Page MenuHomePhabricator

[WebAssembly] WIP: Add support for reference types
AbandonedPublic

Authored by pmatos on Aug 9 2019, 3:26 PM.

Details

Summary

This is a quick-and-dirty straw man implementation of reference-types
support for the WebAssembly backend. anyref value types are represented
as non-integral pointers in addrspace(1) and tables are represented as
external global in addrspace(1) pointing to pointers also in addrspace(1).

The bulk of the work here is just adding all the boiler plate for multiple tables
and the new instruction encodings. The ISel part of this is very primitive
and just the quickest thing I could possibly do to play with this. In its current
state, I've gotten it to emit .o files that I think are correctly formed,
but I haven't been able to test them properly (I think at least some of the
problem is browser bugs I'm looking into).

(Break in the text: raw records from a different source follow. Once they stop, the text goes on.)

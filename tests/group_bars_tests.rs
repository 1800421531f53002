use approx::assert_abs_diff_eq;
use chart_geometry::ChartError;
use chart_geometry::core::{ChartData, DataRevision, DataSet, Entry};

fn set(label: &str, count: usize) -> DataSet {
    let entries = (0..count)
        .map(|index| Entry::new(index as f64 * 10.0, 1.0).expect("entry"))
        .collect();
    DataSet::new(label, entries)
}

fn xs(data: &ChartData, data_set_index: usize) -> Vec<f64> {
    data.data_set(data_set_index)
        .expect("data set")
        .entries()
        .iter()
        .map(Entry::x)
        .collect()
}

#[test]
fn bars_are_centered_in_their_slots() {
    let mut data = ChartData::bar(vec![set("a", 2), set("b", 2)], 0.4).expect("bar data");
    assert_abs_diff_eq!(data.group_width(0.2, 0.0), 1.0, epsilon = 1e-12);

    data.group_bars(0.0, 0.2, 0.0).expect("grouped");

    let a = xs(&data, 0);
    let b = xs(&data, 1);
    assert_abs_diff_eq!(a[0], 0.3, epsilon = 1e-12);
    assert_abs_diff_eq!(b[0], 0.7, epsilon = 1e-12);
    assert_abs_diff_eq!(a[1], 1.3, epsilon = 1e-12);
    assert_abs_diff_eq!(b[1], 1.7, epsilon = 1e-12);
}

#[test]
fn bar_space_widens_each_slot() {
    let mut data =
        ChartData::bar(vec![set("a", 1), set("b", 1), set("c", 1)], 0.2).expect("bar data");
    data.group_bars(5.0, 0.1, 0.1).expect("grouped");

    let centers: Vec<f64> = (0..3).map(|index| xs(&data, index)[0]).collect();
    assert_abs_diff_eq!(centers[0], 5.2, epsilon = 1e-12);
    assert_abs_diff_eq!(centers[1], 5.5, epsilon = 1e-12);
    assert_abs_diff_eq!(centers[2], 5.8, epsilon = 1e-12);
    assert_abs_diff_eq!(data.group_width(0.1, 0.1), 1.0, epsilon = 1e-12);
}

#[test]
fn shorter_data_sets_leave_later_groups_partial() {
    let mut data = ChartData::bar(vec![set("long", 3), set("short", 1)], 0.4).expect("bar data");
    data.group_bars(0.0, 0.2, 0.0).expect("grouped");

    assert_eq!(xs(&data, 0).len(), 3);
    assert_abs_diff_eq!(xs(&data, 0)[2], 2.3, epsilon = 1e-12);
    assert_eq!(xs(&data, 1).len(), 1);
    assert_abs_diff_eq!(xs(&data, 1)[0], 0.7, epsilon = 1e-12);
}

#[test]
fn every_call_produces_a_new_revision() {
    let mut data = ChartData::bar(vec![set("a", 2)], 0.5).expect("bar data");
    let initial = data.revision();

    let first = data.group_bars(0.0, 0.5, 0.0).expect("grouped");
    let second = data.group_bars(0.0, 0.5, 0.0).expect("grouped");

    assert_ne!(first, initial);
    assert_ne!(second, first);
    assert_eq!(data.revision(), second);
}

#[test]
fn grouping_requires_bar_data_sets_and_valid_spacing() {
    let mut line = ChartData::line(vec![set("a", 1)]);
    assert_eq!(line.group_bars(0.0, 0.1, 0.1), Err(ChartError::NotBarData));

    let mut empty = ChartData::bar(Vec::new(), 0.5).expect("bar data");
    assert_eq!(empty.group_bars(0.0, 0.1, 0.1), Err(ChartError::NoData));

    let mut data = ChartData::bar(vec![set("a", 1)], 0.5).expect("bar data");
    let before = data.revision();
    assert!(data.group_bars(0.0, -0.1, 0.0).is_err());
    assert!(data.group_bars(f64::NAN, 0.1, 0.0).is_err());
    assert_eq!(data.revision(), before);
    assert_eq!(xs(&data, 0), vec![0.0]);
}

#[test]
fn revisions_never_repeat_across_data_replacements() {
    let mut first = ChartData::bar(vec![set("a", 2)], 0.5).expect("bar data");
    let mut second = ChartData::bar(vec![set("a", 2)], 0.5).expect("bar data");
    let line = ChartData::line(vec![set("a", 2)]);

    assert_ne!(first.revision(), second.revision());
    assert_ne!(line.revision(), first.revision());
    assert_ne!(line.revision(), second.revision());
    assert_ne!(first.revision(), DataRevision::default());

    let grouped_first = first.group_bars(0.0, 0.5, 0.0).expect("grouped");
    let grouped_second = second.group_bars(0.0, 0.5, 0.0).expect("grouped");
    assert_ne!(grouped_first, grouped_second);
    assert_ne!(grouped_second, first.revision());
}
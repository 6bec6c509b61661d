//! Environment probe
//!
//! Reads OS identity and, on Linux-family systems, the display server and
//! desktop environment. Nothing here fails: unknown values fall through to
//! the resolver, which turns them into classified errors.

use serde::Serialize;
use tracing::debug;

use crate::domain::{Desktop, DisplayServer, OsName};

use super::ports::Environment;

/// Session variables naming the desktop, newest convention first
pub const DESKTOP_VARS: [&str; 2] = ["XDG_CURRENT_DESKTOP", "XDG_SESSION_DESKTOP"];

/// Variables older KDE sessions export. Any one of them means KDE.
pub const KDE_LEGACY_MARKERS: [&str; 4] = [
    "KDE_FULL_SESSION",
    "KDE_SESSION_VERSION",
    "KDE_SESSION_UID",
    "KDEDIRS",
];

/// D-Bus command line clients able to reach Klipper
pub const KDE_IPC_BINARIES: [&str; 3] = ["qdbus", "qdbus6", "qdbus-qt5"];

/// What the probe saw
#[derive(Debug, Clone, PartialEq, Eq, Serialize)]
pub struct ProbeReport {
    pub os: OsName,
    pub display_server: DisplayServer,
    pub desktop: Desktop,
}

/// Probe the whole environment once
pub fn probe(env: &dyn Environment) -> ProbeReport {
    let os = detect_os(env);
    let (display_server, desktop) = if os.is_linux_family() {
        (read_display_server(env), read_desktop(env))
    } else {
        (DisplayServer::Unset, Desktop::not_set())
    };

    debug!(%os, %display_server, %desktop, "environment probed");

    ProbeReport {
        os,
        display_server,
        desktop,
    }
}

/// Detect the OS, telling Android apart from Linux and macOS apart
/// from other Darwin systems
pub fn detect_os(env: &dyn Environment) -> OsName {
    let raw = env.os_name();

    if raw == "Linux" && env.has_android_marker() {
        return OsName::Android;
    }
    if raw == "Darwin" && env.is_dir("/Users") {
        return OsName::MacOs;
    }

    OsName::from_raw(&raw)
}

pub fn check_binary_installed(env: &dyn Environment, name: &str) -> bool {
    let installed = env.binary_installed(name);
    debug!(binary = name, installed, "binary lookup");
    installed
}

/// Display server tier from `XDG_SESSION_TYPE`
pub fn read_display_server(env: &dyn Environment) -> DisplayServer {
    DisplayServer::from_env(env.var("XDG_SESSION_TYPE").as_deref())
}

/// Desktop environment, falling back through older conventions.
///
/// `XDG_CURRENT_DESKTOP`, then `XDG_SESSION_DESKTOP`, then any legacy KDE
/// marker, then the "not set" sentinel. The result is uppercased.
pub fn read_desktop(env: &dyn Environment) -> Desktop {
    let named = DESKTOP_VARS
        .iter()
        .filter_map(|name| env.var(name))
        .find(|value| !value.is_empty());

    if let Some(name) = named {
        return Desktop::new(&name);
    }

    if KDE_LEGACY_MARKERS
        .iter()
        .filter_map(|marker| env.var(marker))
        .any(|value| !value.is_empty())
    {
        return Desktop::new("KDE");
    }

    Desktop::not_set()
}

/// First installed Klipper IPC endpoint binary, if any
pub fn kde_endpoint(env: &dyn Environment) -> Option<&'static str> {
    KDE_IPC_BINARIES
        .iter()
        .copied()
        .find(|name| check_binary_installed(env, name))
}
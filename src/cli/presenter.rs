//! CLI presenter for output formatting

use std::io::{self, Write};

use colored::*;

use crate::application::SessionInfo;
use crate::domain::NOT_SET;

/// Presenter for CLI output formatting
pub struct Presenter;

impl Presenter {
    /// Create a new presenter
    pub fn new() -> Self {
        Self
    }

    /// Print info message to stderr
    pub fn info(&self, message: &str) {
        eprintln!("{} {}", "ℹ".cyan(), message);
    }

    /// Print success message to stderr
    pub fn success(&self, message: &str) {
        eprintln!("{} {}", "✓".green(), message);
    }

    /// Print warning message to stderr
    pub fn warn(&self, message: &str) {
        eprintln!("{} {}", "⚠".yellow(), message);
    }

    /// Print error message to stderr
    pub fn error(&self, message: &str) {
        eprintln!("{} {}", "✗".red(), message);
    }

    /// Output text to stdout
    pub fn output(&self, text: &str) {
        println!("{}", text);
    }

    /// Output text to stdout exactly as given
    pub fn output_inline(&self, text: &str) {
        print!("{}", text);
        let _ = io::stdout().flush();
    }

    /// Print a key-value pair (for config list)
    pub fn key_value(&self, key: &str, value: &str) {
        println!("{}: {}", key.cyan(), value);
    }

    /// Print what the probe found and which engine was chosen
    pub fn session_info(&self, info: &SessionInfo) {
        self.key_value("os", &info.os.to_string());
        self.key_value("display_server", info.display_server.raw());
        self.key_value("desktop", info.desktop.as_str());
        self.key_value(
            "engine",
            &info
                .engine
                .map(|e| e.to_string())
                .unwrap_or_else(|| NOT_SET.to_string()),
        );
    }
}

impl Default for Presenter {
    fn default() -> Self {
        Self::new()
    }
}
//! Environment probe port

/// Read-only view of the host the clipboard runs on
pub trait Environment: Send + Sync {
    /// Raw platform name: "Linux", "Darwin", "Windows", "FreeBSD", "OpenBSD", ...
    fn os_name(&self) -> String;

    /// Whether the runtime exposes an Android-specific capability.
    /// Android reports itself as Linux, so this is the only way to tell.
    fn has_android_marker(&self) -> bool;

    /// Value of an environment variable, `None` when absent
    fn var(&self, name: &str) -> Option<String>;

    fn is_dir(&self, path: &str) -> bool;

    /// True iff an executable with this name resolves on the search path
    fn binary_installed(&self, name: &str) -> bool;
}
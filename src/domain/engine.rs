//! Clipboard engine tags and their invocation recipes

use std::fmt;
use std::str::FromStr;

use serde::{Deserialize, Serialize};

use crate::domain::error::InvalidEngineError;

/// A concrete clipboard backend selected during resolution
#[derive(Debug, Clone, Copy, PartialEq, Eq, Hash, Serialize, Deserialize)]
#[serde(rename_all = "kebab-case")]
pub enum Engine {
    /// X11: xsel
    Xsel,
    /// X11: xclip
    Xclip,
    /// Wayland: wl-paste / wl-copy
    WlClipboard,
    /// KDE/Plasma: Klipper over D-Bus
    Klipper,
    /// Android: termux-clipboard-get / termux-clipboard-set
    TermuxClipboard,
    /// Windows: native clipboard API
    WindowsNative,
    /// macOS: pbpaste / pbcopy
    MacosPboard,
}

/// How an engine is driven
#[derive(Debug, Clone, Copy, PartialEq, Eq)]
pub enum Invocation {
    /// Spawn a process with this argument vector
    Command(&'static [&'static str]),
    /// Call the Klipper IPC proxy
    Ipc,
    /// Call the native backend handle
    Native,
}

impl Engine {
    pub const ALL: [Engine; 7] = [
        Engine::Xsel,
        Engine::Xclip,
        Engine::WlClipboard,
        Engine::Klipper,
        Engine::TermuxClipboard,
        Engine::WindowsNative,
        Engine::MacosPboard,
    ];

    /// Invocation that prints the clipboard to stdout
    pub fn read(&self) -> Invocation {
        match self {
            Engine::Xsel => Invocation::Command(&["xsel", "--clipboard", "--output"]),
            Engine::Xclip => Invocation::Command(&["xclip", "-selection", "clipboard", "-o"]),
            Engine::WlClipboard => Invocation::Command(&["wl-paste"]),
            Engine::TermuxClipboard => Invocation::Command(&["termux-clipboard-get"]),
            Engine::MacosPboard => Invocation::Command(&["pbpaste"]),
            Engine::Klipper => Invocation::Ipc,
            Engine::WindowsNative => Invocation::Native,
        }
    }

    /// Invocation that takes the new clipboard text on stdin
    pub fn write(&self) -> Invocation {
        match self {
            Engine::Xsel => Invocation::Command(&["xsel", "--clipboard", "--input"]),
            Engine::Xclip => Invocation::Command(&["xclip", "-selection", "clipboard", "-i"]),
            Engine::WlClipboard => Invocation::Command(&["wl-copy"]),
            Engine::TermuxClipboard => Invocation::Command(&["termux-clipboard-set"]),
            Engine::MacosPboard => Invocation::Command(&["pbcopy"]),
            Engine::Klipper => Invocation::Ipc,
            Engine::WindowsNative => Invocation::Native,
        }
    }

    /// Binary whose presence makes this engine a candidate, if any
    pub fn probe_binary(&self) -> Option<&'static str> {
        match self {
            Engine::Xsel => Some("xsel"),
            Engine::Xclip => Some("xclip"),
            Engine::WlClipboard => Some("wl-paste"),
            Engine::TermuxClipboard => Some("termux-clipboard-get"),
            Engine::MacosPboard => Some("pbpaste"),
            Engine::Klipper | Engine::WindowsNative => None,
        }
    }

    /// Package that provides the engine's binaries
    pub fn package(&self) -> &'static str {
        match self {
            Engine::Xsel => "xsel",
            Engine::Xclip => "xclip",
            Engine::WlClipboard => "wl-clipboard",
            Engine::Klipper => "klipper",
            Engine::TermuxClipboard => "termux-api",
            Engine::WindowsNative => "windows-native",
            Engine::MacosPboard => "pbcopy/pbpaste",
        }
    }
}

impl fmt::Display for Engine {
    fn fmt(&self, f: &mut fmt::Formatter<'_>) -> fmt::Result {
        match self {
            Engine::Xsel => write!(f, "xsel"),
            Engine::Xclip => write!(f, "xclip"),
            Engine::WlClipboard => write!(f, "wl-clipboard"),
            Engine::Klipper => write!(f, "klipper"),
            Engine::TermuxClipboard => write!(f, "termux-clipboard"),
            Engine::WindowsNative => write!(f, "windows-native"),
            Engine::MacosPboard => write!(f, "macos-pboard"),
        }
    }
}

impl FromStr for Engine {
    type Err = InvalidEngineError;

    fn from_str(s: &str) -> Result<Self, Self::Err> {
        match s.trim().to_lowercase().as_str() {
            "xsel" => Ok(Engine::Xsel),
            "xclip" => Ok(Engine::Xclip),
            "wl-clipboard" | "wl-paste" => Ok(Engine::WlClipboard),
            "klipper" => Ok(Engine::Klipper),
            "termux-clipboard" => Ok(Engine::TermuxClipboard),
            "windows-native" => Ok(Engine::WindowsNative),
            "macos-pboard" => Ok(Engine::MacosPboard),
            _ => Err(InvalidEngineError {
                input: s.to_string(),
            }),
        }
    }
}
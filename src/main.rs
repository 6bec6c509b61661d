//! clipman CLI entry point

use std::process::ExitCode;

use clap::Parser;

use clipman::cli::{
    app::{init_tracing, load_merged_config, run},
    args::Cli,
};
use clipman::domain::config::AppConfig;

#[tokio::main(flavor = "multi_thread", worker_threads = 2)]
async fn main() -> ExitCode {
    let cli = Cli::parse();

    let cli_config = AppConfig {
        timeout: cli.timeout.clone(),
        retries: cli.retries,
        debug: cli.debug.then_some(true),
        linux: None,
    };

    // Merge: defaults < file < env < cli
    let config = load_merged_config(cli_config).await;
    init_tracing(config.debug_or_default());

    run(cli.command, &config).await
}
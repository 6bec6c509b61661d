//! Domain error types

use thiserror::Error;

/// Error when parsing a timeout string
#[derive(Debug, Clone, Error)]
#[error("Invalid timeout format: \"{input}\". Expected format: <number>ms, <number>s, <number>m, or <number>m<number>s (e.g., 500ms, 7s, 1m30s)")]
pub struct TimeoutParseError {
    pub input: String,
}

/// Error when an unknown engine name is provided
#[derive(Debug, Clone, Error)]
#[error("Invalid engine: \"{input}\". Valid engines are: xsel, xclip, wl-clipboard, klipper, termux-clipboard, windows-native, macos-pboard")]
pub struct InvalidEngineError {
    pub input: String,
}

/// Clipboard library errors.
///
/// Every failure raised by detection or by `get`/`set` is one of these
/// variants, so callers can match narrowly or just propagate the enum.
#[derive(Debug, Clone, Error)]
pub enum ClipboardError {
    /// The OS, display server or session type cannot have a clipboard.
    #[error("{0}")]
    Unsupported(String),

    /// The environment is supported but no working tool was found.
    #[error("{0}")]
    NoEnginesFound(String),

    /// A client library needed for an IPC engine is missing.
    #[error("{0}")]
    AdditionalDependenciesRequired(String),

    /// An engine was invoked and failed.
    #[error("{message}")]
    Engine {
        message: String,
        exit_code: Option<i32>,
        stderr: String,
    },

    /// Invocation kept timing out after all retries.
    #[error("The timeout for executing \"{command}\" was exceeded ({attempts} attempts, {timeout} each)")]
    EngineTimeoutExpired {
        command: String,
        attempts: u32,
        timeout: String,
    },

    #[error("Clipboard is not initialized. Call init() before get() or set()")]
    NotInitialized,

    #[error("Not specified text to paste")]
    TextNotSpecified,

    /// Internal invariant violated; report upstream.
    #[error("Unknown error: {0}. Please report this at https://github.com/NikitaBeloglazov/clipman/issues/new")]
    Unknown(String),
}

impl ClipboardError {
    /// Build an engine failure with no process details attached
    pub fn engine(message: impl Into<String>) -> Self {
        ClipboardError::Engine {
            message: message.into(),
            exit_code: None,
            stderr: String::new(),
        }
    }

    /// Whether retrying the same call may succeed
    pub fn is_retryable(&self) -> bool {
        matches!(self, ClipboardError::EngineTimeoutExpired { .. })
    }
}

/// Error when configuration fails
#[derive(Debug, Clone, Error)]
pub enum ConfigError {
    #[error("Failed to read config file: {0}")]
    ReadError(String),

    #[error("Failed to parse config file: {0}")]
    ParseError(String),

    #[error("Failed to write config file: {0}")]
    WriteError(String),

    #[error("Invalid config value for '{key}': {message}")]
    ValidationError { key: String, message: String },

    #[error("Config file already exists at: {0}")]
    AlreadyExists(String),
}

#[cfg(test)]
mod tests {
    use super::*;

    #[test]
    fn only_timeouts_are_retryable() {
        let timeout = ClipboardError::EngineTimeoutExpired {
            command: "xsel".to_string(),
            attempts: 4,
            timeout: "7s".to_string(),
        };
        assert!(timeout.is_retryable());
        assert!(!ClipboardError::NotInitialized.is_retryable());
        assert!(!ClipboardError::engine("boom").is_retryable());
    }

    #[test]
    fn engine_helper_has_no_details() {
        match ClipboardError::engine("failed") {
            ClipboardError::Engine {
                message,
                exit_code,
                stderr,
            } => {
                assert_eq!(message, "failed");
                assert!(exit_code.is_none());
                assert!(stderr.is_empty());
            }
            other => panic!("unexpected error: {other:?}"),
        }
    }

    #[test]
    fn timeout_message_names_command() {
        let err = ClipboardError::EngineTimeoutExpired {
            command: "wl-paste".to_string(),
            attempts: 4,
            timeout: "7s".to_string(),
        };
        let msg = err.to_string();
        assert!(msg.contains("wl-paste"));
        assert!(msg.contains("4 attempts"));
    }
}
//! Application configuration value object

use serde::{Deserialize, Serialize};

use crate::domain::engine::Engine;
use crate::domain::policy::{EnginePolicy, DEFAULT_RETRIES, DEFAULT_X11_ENGINES};
use crate::domain::timeout::Timeout;

/// Linux-specific configuration.
#[derive(Debug, Clone, Default, PartialEq, Serialize, Deserialize)]
pub struct LinuxConfig {
    pub x11_engines: Option<Vec<String>>,
    pub kde: Option<bool>,
}

/// Application configuration.
/// All fields are optional to support partial configs and merging.
#[derive(Debug, Clone, Default, PartialEq, Serialize, Deserialize)]
pub struct AppConfig {
    pub timeout: Option<String>,
    pub retries: Option<u32>,
    pub debug: Option<bool>,
    pub linux: Option<LinuxConfig>,
}

impl AppConfig {
    /// Create config with default values
    pub fn defaults() -> Self {
        Self {
            timeout: Some(Timeout::default_timeout().to_string()),
            retries: Some(DEFAULT_RETRIES),
            debug: Some(false),
            linux: Some(LinuxConfig {
                x11_engines: Some(
                    DEFAULT_X11_ENGINES
                        .iter()
                        .map(|e| e.to_string())
                        .collect(),
                ),
                kde: Some(true),
            }),
        }
    }

    /// Create an empty config (all None)
    pub fn empty() -> Self {
        Self::default()
    }

    /// Merge this config with another, where other takes precedence.
    /// Only non-None values from other will override this.
    pub fn merge(self, other: Self) -> Self {
        Self {
            timeout: other.timeout.or(self.timeout),
            retries: other.retries.or(self.retries),
            debug: other.debug.or(self.debug),
            linux: Self::merge_linux_config(self.linux, other.linux),
        }
    }

    fn merge_linux_config(
        base: Option<LinuxConfig>,
        other: Option<LinuxConfig>,
    ) -> Option<LinuxConfig> {
        match (base, other) {
            (None, None) => None,
            (Some(b), None) => Some(b),
            (None, Some(o)) => Some(o),
            (Some(b), Some(o)) => Some(LinuxConfig {
                x11_engines: o.x11_engines.or(b.x11_engines),
                kde: o.kde.or(b.kde),
            }),
        }
    }

    /// Get timeout as parsed Timeout, or default if not set/invalid
    pub fn timeout_or_default(&self) -> Timeout {
        self.timeout
            .as_ref()
            .and_then(|s| s.parse().ok())
            .unwrap_or_default()
    }

    pub fn retries_or_default(&self) -> u32 {
        self.retries.unwrap_or(DEFAULT_RETRIES)
    }

    pub fn debug_or_default(&self) -> bool {
        self.debug.unwrap_or(false)
    }

    /// X11 preference order. Falls back to the default order when unset,
    /// empty, or when any entry is not an X11 engine.
    pub fn x11_engines_or_default(&self) -> Vec<Engine> {
        let configured = self
            .linux
            .as_ref()
            .and_then(|l| l.x11_engines.as_ref())
            .map(|names| parse_x11_engines(names));

        match configured {
            Some(Some(engines)) if !engines.is_empty() => engines,
            _ => DEFAULT_X11_ENGINES.to_vec(),
        }
    }

    pub fn kde_or_default(&self) -> bool {
        self.linux.as_ref().and_then(|l| l.kde).unwrap_or(true)
    }

    /// Build the policy the resolver and dispatcher run with
    pub fn to_policy(&self) -> EnginePolicy {
        EnginePolicy::default()
            .with_timeout(self.timeout_or_default())
            .with_retries(self.retries_or_default())
            .with_x11_engines(self.x11_engines_or_default())
            .with_kde_probe(self.kde_or_default())
    }
}

/// Parse an X11 preference list, rejecting non-X11 engines
pub fn parse_x11_engines<S: AsRef<str>>(names: &[S]) -> Option<Vec<Engine>> {
    names
        .iter()
        .map(|name| match name.as_ref().parse::<Engine>() {
            Ok(engine @ (Engine::Xsel | Engine::Xclip)) => Some(engine),
            _ => None,
        })
        .collect()
}

#[cfg(test)]
mod tests {
    use super::*;

    #[test]
    fn defaults_have_expected_values() {
        let config = AppConfig::defaults();
        assert_eq!(config.timeout, Some("7s".to_string()));
        assert_eq!(config.retries, Some(3));
        assert_eq!(config.debug, Some(false));
        let linux = config.linux.as_ref().unwrap();
        assert_eq!(
            linux.x11_engines,
            Some(vec!["xsel".to_string(), "xclip".to_string()])
        );
        assert_eq!(linux.kde, Some(true));
    }

    #[test]
    fn empty_has_all_none() {
        let config = AppConfig::empty();
        assert!(config.timeout.is_none());
        assert!(config.retries.is_none());
        assert!(config.debug.is_none());
        assert!(config.linux.is_none());
    }

    #[test]
    fn merge_other_takes_precedence() {
        let base = AppConfig {
            timeout: Some("7s".to_string()),
            retries: Some(3),
            ..Default::default()
        };
        let other = AppConfig {
            timeout: Some("2s".to_string()),
            retries: None,
            ..Default::default()
        };

        let merged = base.merge(other);
        assert_eq!(merged.timeout, Some("2s".to_string()));
        assert_eq!(merged.retries, Some(3));
    }

    #[test]
    fn merge_linux_config() {
        let base = AppConfig::defaults();
        let other = AppConfig {
            linux: Some(LinuxConfig {
                x11_engines: Some(vec!["xclip".to_string()]),
                ..Default::default()
            }),
            ..Default::default()
        };
        let merged = base.merge(other);
        assert_eq!(merged.x11_engines_or_default(), vec![Engine::Xclip]);
        assert!(merged.kde_or_default());
    }

    #[test]
    fn timeout_or_default_uses_default_on_invalid() {
        let config = AppConfig {
            timeout: Some("soon".to_string()),
            ..Default::default()
        };
        assert_eq!(config.timeout_or_default(), Timeout::from_secs(7));
    }

    #[test]
    fn x11_engines_rejects_non_x11_entries() {
        let config = AppConfig {
            linux: Some(LinuxConfig {
                x11_engines: Some(vec!["xclip".to_string(), "wl-clipboard".to_string()]),
                ..Default::default()
            }),
            ..Default::default()
        };
        assert_eq!(
            config.x11_engines_or_default(),
            vec![Engine::Xsel, Engine::Xclip]
        );
    }

    #[test]
    fn x11_engines_empty_list_uses_default() {
        let config = AppConfig {
            linux: Some(LinuxConfig {
                x11_engines: Some(vec![]),
                ..Default::default()
            }),
            ..Default::default()
        };
        assert_eq!(
            config.x11_engines_or_default(),
            vec![Engine::Xsel, Engine::Xclip]
        );
    }

    #[test]
    fn to_policy_carries_values() {
        let config = AppConfig {
            timeout: Some("500ms".to_string()),
            retries: Some(1),
            linux: Some(LinuxConfig {
                x11_engines: Some(vec!["xclip".to_string(), "xsel".to_string()]),
                kde: Some(false),
            }),
            ..Default::default()
        };
        let policy = config.to_policy();
        assert_eq!(policy.timeout, Timeout::from_millis(500));
        assert_eq!(policy.retries, 1);
        assert_eq!(policy.x11_engines, vec![Engine::Xclip, Engine::Xsel]);
        assert!(!policy.kde_probe);
    }

    #[test]
    fn empty_config_policy_is_default() {
        assert_eq!(AppConfig::empty().to_policy(), EnginePolicy::default());
    }
}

This isn't ready for review or anything, but I figured
a) This might save somebody else some time in implementing the boiler plate
b) It could serve as a starting point to discuss how to represent this in IR

Event Timeline

There are a very large number of changes, so older changes are hidden. Show Older Changes
Harbormaster completed remote builds in B36554: Diff 214467.
fitzgen added a subscriber: fitzgen.Aug 9 2019, 3:38 PM
tlively added a subscriber: tlively.Aug 9 2019, 4:22 PM

Thank you! We also have been floating some ideas about supporting reference types as types in another address space, but haven't actually started implementing it AFAIK. I like the general direction. Let's wait for other people's comments too.

  • Are you planning to land this at some point (after adding some tests and such), or is this purely for discussions for the direction? If it's the latter, maybe I don't need to comment in the code in too much detail.. But anyway I did, so please ignore them if you are not actually planning to land this.
  • Even if not to the extent to cover the whole CL, I think a few test cases still would be helpful for discussions to see how reference types can be represented in .ll files and printed in .s files.
  • There are many places that add anyref but not funcref.
  • Out of curiousity, is Julia planning to use reference types? If so, for which concept?
  • I know it is not finished, but please clang-format if you are gonna land this later.
  • Maybe you've already seen this, but if we end up landing this, we should update the linking spec in the tool convention, because we add a new relocation type.
lld/wasm/WriterUtils.cpp
235

Why not funcref?

llvm/include/llvm/BinaryFormat/WasmRelocs.def
18

I guess this is for the index to distinguish tables, not elements within the table, right? The name is not very distinguishable with R_WASM_TABLE_INDEX_SLEB and R_WASM_TABLE_INDEX_I32 above, so I guess we need a new name or something

llvm/include/llvm/MC/MCExpr.h
293

Do we need this? Other symbol kinds (global, function, and events) don't have corresponding VK_WSM_ entries here. VK_WASM_TYPEINDEX is left for some other reason (D58472).

llvm/lib/MC/WasmObjectWriter.cpp
1204

Can't this be other reference types, like FUNCREF?

llvm/lib/Object/WasmObjectFile.cpp
823

event -> table

995

Why should we only allow anyref?

llvm/lib/Target/WebAssembly/MCTargetDesc/WebAssemblyMCTargetDesc.h
51

Global -> Table

llvm/lib/Target/WebAssembly/WebAssemblyISelLowering.cpp
1155

It looks it assumes at this point we are not PIC. Maybe we can assert in if (isPositionIndependent()) { above that nonzero address space is not supported?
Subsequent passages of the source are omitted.